Court Opinion

ID: 7295835
Source: CourtListenerOpinion
Date Created: 2022-07-25 20:40:25.096568+00
Date Added: 2024-06-11T16:19:25.080774
License: Public Domain

_ Per Curiam.
The Division of Workmen’s Compensation' allowed, and the Appellate Division by a divided court affirmed an award of compensation to petitioner in respect of injuries sustained while driving home from his employment. The appeal is here as of right because of the dissent. Const. of 1947, Art. YI, Sec. Y, par. 1(b).
Petitioner, a carpenter living at West Keansburg, was working for respondent at a construction site in Hackensack, and complained to the employer that his auto trip back and forth to work was becoming costly. The employer thereupon agreed to defray his tolls on the Garden State Parkway, amounting to $10 weekly. Petitioner estimated the total out-of-pocket cost of traveling to work by car at $25 weekly. His wages at the time of the accident were $8 per hour plus overtime ($325.60 per week).
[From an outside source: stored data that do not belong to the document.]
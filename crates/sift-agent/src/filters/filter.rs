//! Traffic filters: extract one attribute of an API call and hand it to a
//! matcher.

use super::matcher::{KeyValueMatcher, Matcher, MatcherKind, RangeMatcher};
use crate::error::FilterError;
use crate::interception::parse_query;
use hyper::{Request, Response};
use serde::{Deserialize, Serialize};
use std::fmt;
use tracing::warn;

/// The call attribute a filter inspects.
#[derive(Debug, Clone, Copy, PartialEq, Eq, Hash, Deserialize, Serialize)]
#[serde(rename_all = "snake_case")]
pub enum FilterType {
    Param,
    RequestHeaders,
    ResponseHeaders,
    StatusCode,
}

impl FilterType {
    pub fn as_str(&self) -> &'static str {
        match self {
            FilterType::Param => "Param",
            FilterType::RequestHeaders => "RequestHeaders",
            FilterType::ResponseHeaders => "ResponseHeaders",
            FilterType::StatusCode => "StatusCode",
        }
    }

    /// Matcher kind accepted by filters of this type.
    pub fn matcher_kind(&self) -> MatcherKind {
        match self {
            FilterType::StatusCode => MatcherKind::Range,
            _ => MatcherKind::KeyValue,
        }
    }

    /// Accept-all matcher used until (or instead of) a configured one.
    pub fn default_matcher(&self) -> Matcher {
        match self.matcher_kind() {
            MatcherKind::KeyValue => Matcher::KeyValue(KeyValueMatcher::any()),
            MatcherKind::Range => Matcher::Range(RangeMatcher::http_status()),
        }
    }
}

impl fmt::Display for FilterType {
    fn fmt(&self, f: &mut fmt::Formatter<'_>) -> fmt::Result {
        f.write_str(self.as_str())
    }
}

/// A filter owns exactly one matcher, always compatible with its type.
#[derive(Debug, Clone)]
pub struct Filter {
    filter_type: FilterType,
    matcher: Matcher,
}

impl Filter {
    /// Build a filter with its type's accept-all matcher.
    pub fn new(filter_type: FilterType) -> Self {
        Self {
            filter_type,
            matcher: filter_type.default_matcher(),
        }
    }

    /// Build a filter with a configured matcher, rejecting incompatible ones.
    pub fn with_matcher(filter_type: FilterType, matcher: Matcher) -> Result<Self, FilterError> {
        let mut filter = Self::new(filter_type);
        filter.set_matcher(Some(matcher))?;
        Ok(filter)
    }

    pub fn filter_type(&self) -> FilterType {
        self.filter_type
    }

    pub fn matcher(&self) -> &Matcher {
        &self.matcher
    }

    /// Replace the matcher.
    ///
    /// On error the filter has been reset to its default matcher and remains
    /// usable. A status code filter treats `None` as "any valid status"; the
    /// key-value filters reject it.
    pub fn set_matcher(&mut self, matcher: Option<Matcher>) -> Result<(), FilterError> {
        let expected = self.filter_type.matcher_kind();
        let result = match matcher {
            Some(m) if m.kind() == expected => {
                self.matcher = m;
                return Ok(());
            }
            Some(m) => Err(FilterError::IncompatibleMatcher {
                filter: self.filter_type,
                expected,
                actual: m.kind(),
            }),
            None if self.filter_type == FilterType::StatusCode => Ok(()),
            None => Err(FilterError::MissingMatcher {
                filter: self.filter_type,
                expected,
            }),
        };

        self.matcher = self.filter_type.default_matcher();
        if let Err(e) = &result {
            warn!(error = %e, "matcher rejected, filter reset to its default");
        }
        result
    }

    /// Whether the call satisfies this filter. Response-side filters never
    /// match a call that produced no response.
    pub fn matches_call<B1, B2>(
        &self,
        request: &Request<B1>,
        response: Option<&Response<B2>>,
    ) -> bool {
        match (&self.matcher, self.filter_type) {
            (Matcher::KeyValue(m), FilterType::Param) => match request.uri().query() {
                Some(query) => m.matches(Some(&parse_query(query))),
                None => false,
            },
            (Matcher::KeyValue(m), FilterType::RequestHeaders) => {
                m.matches_headers(request.headers())
            }
            (Matcher::KeyValue(m), FilterType::ResponseHeaders) => {
                response.is_some_and(|r| m.matches_headers(r.headers()))
            }
            (Matcher::Range(m), FilterType::StatusCode) => {
                response.is_some_and(|r| m.matches(i64::from(r.status().as_u16())))
            }
            // set_matcher never stores a mismatched kind.
            _ => false,
        }
    }
}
The accident occurred shortly after the making of the arrangement mentioned.
Compensation was allowed by the tribunals below on the basis of the exception to the “going and coming” rule comprised by the situation where the employer furnishes actual transportation to the employee for the trip to or from home or reimburses him his expenses therefor.
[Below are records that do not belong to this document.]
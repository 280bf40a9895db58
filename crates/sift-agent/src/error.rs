//! Error types shared across the agent core.
//!
//! None of these are fatal: callers log them and carry on with reduced data.

use crate::filters::{FilterType, MatcherKind};

/// Rejected filter configuration. The filter has already fallen back to its
/// default matcher when one of these is returned.
#[derive(Debug, thiserror::Error, PartialEq, Eq)]
pub enum FilterError {
    #[error("{filter} filter expects a {expected} matcher, got a {actual} matcher")]
    IncompatibleMatcher {
        filter: FilterType,
        expected: MatcherKind,
        actual: MatcherKind,
    },
    #[error("set empty {expected} matcher on {filter} filter")]
    MissingMatcher {
        filter: FilterType,
        expected: MatcherKind,
    },
}

/// Body decoding failure. The report keeps an "undecodable" marker instead.
#[derive(Debug, thiserror::Error)]
pub enum BodyError {
    #[error("decoding JSON {side} body: {source}")]
    Json {
        side: &'static str,
        #[source]
        source: serde_json::Error,
    },
    #[error("decoding HTML form {side} body: {source}")]
    Form {
        side: &'static str,
        #[source]
        source: FormError,
    },
    #[error("reading {side} body: {source}")]
    Io {
        side: &'static str,
        #[source]
        source: std::io::Error,
    },
}

/// Malformed `application/x-www-form-urlencoded` content.
#[derive(Debug, thiserror::Error, PartialEq, Eq)]
pub enum FormError {
    #[error("invalid URL escape {0:?}")]
    InvalidEscape(String),
    #[error("form content is not valid UTF-8")]
    InvalidUtf8,
}

/// Failed report transmission. Logged by the sender, never retried.
#[derive(Debug, thiserror::Error)]
pub enum TransportError {
    #[error("transmitting report: {0}")]
    Http(#[from] reqwest::Error),
    #[error("report server answered {0}")]
    Status(u16),
}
The doctrinal basis for the exception is that the employer actually or presumptively gains a benefit from the transportation under such circumstances. See Micieli v. Erie Railroad Co., 130 N. J. L. 448, 452 (Sup. Ct. 1943), aff’d 131 N. J. L. 427 (E. & A. 1944). In all the eases thus far decided in New Jersey in which compensation was allowed, except one, the employer had provided the transportation for, *62or defrayed the whole cost of, that portion of the trip during which the accident had occurred,1 e. g., Fisher v. Tidewater Building Co., 96 N. J. L. 103 (Sup. Ct. 1921), aff’d o. b. 97 N. J. L. 324 (E. & A. 1922); Lehigh Navigation Coal Co. v. McGonnell, 120 N. J. L. 428 (Sup. Ct. 1938), aff’d o. b. 121 N. J. L. 583 (E. & A. 1939); Green v. Bell Gleaners, 65 N. J. Super. 311 (App. Div. 1961), aff’d 35 N. J. 596 (1961); Rainear v. Rainear, 63 N. J. 276, 278 (1973). Previous formulations of the exception by this Court have been in terms clearly contemplating that it encompasses the employer either providing the transportation or paying for it, free of any implication that payment of only part would suffice. See Ricciardi v. Lamar Products Co., 45 N. J. 54, 61 (1965); Rainear v. Rainear, supra (63 N. J. at 278); Jasaitis v. Paterson, 31 N. J. 81, 84 (1959).
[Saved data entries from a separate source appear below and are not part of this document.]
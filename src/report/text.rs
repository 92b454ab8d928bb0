use crate::inference::RealClassification;
use crate::model::activity::{ActivityLabel, label_order};
use crate::model::history::History;
use crate::model::point::summarize_cloud;
use crate::model::prediction::PredictionResult;
use crate::report::format_percent;
use crate::session::{LoopState, PredictionSource, SystemStatus, TickOutcome};

const BAR_WIDTH: usize = 24;

pub fn render_tick(outcome: &TickOutcome) -> String {
    let p = &outcome.prediction;
    let cloud = summarize_cloud(&outcome.points);
    let ranked = p.probabilities.ranked();
    let runner_up = ranked
        .get(1)
        .map(|(label, v)| format!("{} {}", label.key(), format_percent(*v, 1)))
        .unwrap_or_default();
    let mut out = format!(
        "[{}] {:<7} {:<16} {:>6}  next={:<20} mass={:.3} points={} v_mean={:.2} v_max={:.2} z_mean={:.2}",
        p.timestamp.format("%H:%M:%S%.3f"),
        source_tag(outcome.source),
        p.activity.display_name(),
        format_percent(p.confidence, 1),
        runner_up,
        p.probabilities.total(),
        cloud.count,
        cloud.mean_velocity,
        cloud.max_velocity,
        cloud.mean_height,
    );
    if p.is_fall() {
        out.push_str("  *** FALL DETECTED ***");
    }
    out
}

pub fn render_real_result(result: &RealClassification, outcome: &TickOutcome) -> String {
    let p = &result.prediction;
    let mut out = String::new();
    out.push_str("Inference complete\n");
    out.push_str(&format!("Result: {} ({})\n", p.activity.display_name(), p.activity.key()));
    out.push_str(&format!("Confidence: {}\n", format_percent(p.confidence, 2)));
    if let Some(truth) = result.ground_truth {
        let verdict = if truth == p.activity { "match" } else { "mismatch" };
        out.push_str(&format!("Ground truth: {} ({})\n", truth.key(), verdict));
    }
    out.push_str(&format!("Description: {}\n", p.activity.description()));
    out.push_str(&format!("Simulated points: {}\n", outcome.points.len()));
    out.push_str(&render_distribution(p));
    if p.is_fall() {
        out.push_str("\n*** FALL DETECTED ***");
    }
    out
}

/// Horizontal bar chart of the full distribution in display order.
pub fn render_distribution(p: &PredictionResult) -> String {
    let mut out = String::new();
    for &label in label_order() {
        let v = p.probabilities.get(label).clamp(0.0, 1.0);
        let filled = (v * BAR_WIDTH as f64).round() as usize;
        out.push_str(&format!(
            "  {:<16} {:<width$} {:>7}\n",
            label.display_name(),
            "#".repeat(filled),
            format_percent(v, 2),
            width = BAR_WIDTH,
        ));
    }
    out.pop();
    out
}

pub fn render_status(status: &SystemStatus) -> String {
    let state = match status.state {
        LoopState::Idle => "idle",
        LoopState::Running => "running",
    };
    let forced = status.forced.map(ActivityLabel::key).unwrap_or("none");
    let current = status.current.map(ActivityLabel::key).unwrap_or("waiting");
    format!(
        "loop={} model={} forced={} fps={:.1} history={} current={}",
        state,
        if status.model_loaded { "loaded" } else { "not loaded" },
        forced,
        status.fps,
        status.history_len,
        current
    )
}

pub fn render_history(history: &History) -> String {
    if history.is_empty() {
        return "(no history)".to_string();
    }
    let mut out = String::new();
    for (idx, p) in history.iter().enumerate() {
        out.push_str(&format!(
            "{:>3}. {} {:<16} {:>4}\n",
            idx + 1,
            p.timestamp.format("%H:%M:%S%.1f"),
            p.activity.display_name(),
            format_percent(p.confidence, 0),
        ));
    }
    out.pop();
    out
}

pub fn render_labels() -> String {
    let mut out = String::new();
    for &label in label_order() {
        out.push_str(&format!(
            "{:<16} {:<16} {}  {}\n",
            label.key(),
            label.display_name(),
            label.color(),
            label.description()
        ));
    }
    out.pop();
    out
}

fn source_tag(source: PredictionSource) -> &'static str {
    match source {
        PredictionSource::Mock => "mock",
        PredictionSource::Model => "model",
    }
}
The exceptional case mentioned above is Pearce v. N. J. Highway Authority, 122 N. J. Super. 342 (App. Div. 1973), where, as here, recovery was allowed although the employer, the agency owning and operating the Garden State Parkway, reimbursed the employee only for toll expense on the Parkway, not for the total travel expense from home to job.2
 We conclude, after study of all of the cases, that the rationale of the exception to the going and coming rule under discussion can be sustained only in those situations where, if the employee travels by car, the employer reimburses him for all or substantially all of the total expense involved. Anything less would border so closely upon the noncompensable area where the arrangement is really part of the work-remuneration rather than provision for transportation *63as to render the rule impracticable of judicial administration and of but ephemeral foundation in any significant nexus between the journey and the employment. Cf. Watkins v. Cowenhoven, 90 N. J. Super. 17 (App. Div. 1965), certif. den. 46 N. J. 538 (1966); 1 Larson, Workmen’s Gompensation (1972) § 16.30. The arrangement here does not qualify, the employer reimbursing the employee to the extent of only 40% of the travel expense involved.
Reversed.

 Workmen’s compensation is not allowed where the employer’s agreement to compensate for travel does not include the segment of the trip home during which the employee is injured. Morris v. Herrmann Forwarding Co., 18 N. J. 195 (1955).

The court brushed aside the petitioner’s argument that the accident had occurred on the employer’s property — the highway. (122 N. J. Super, at 344).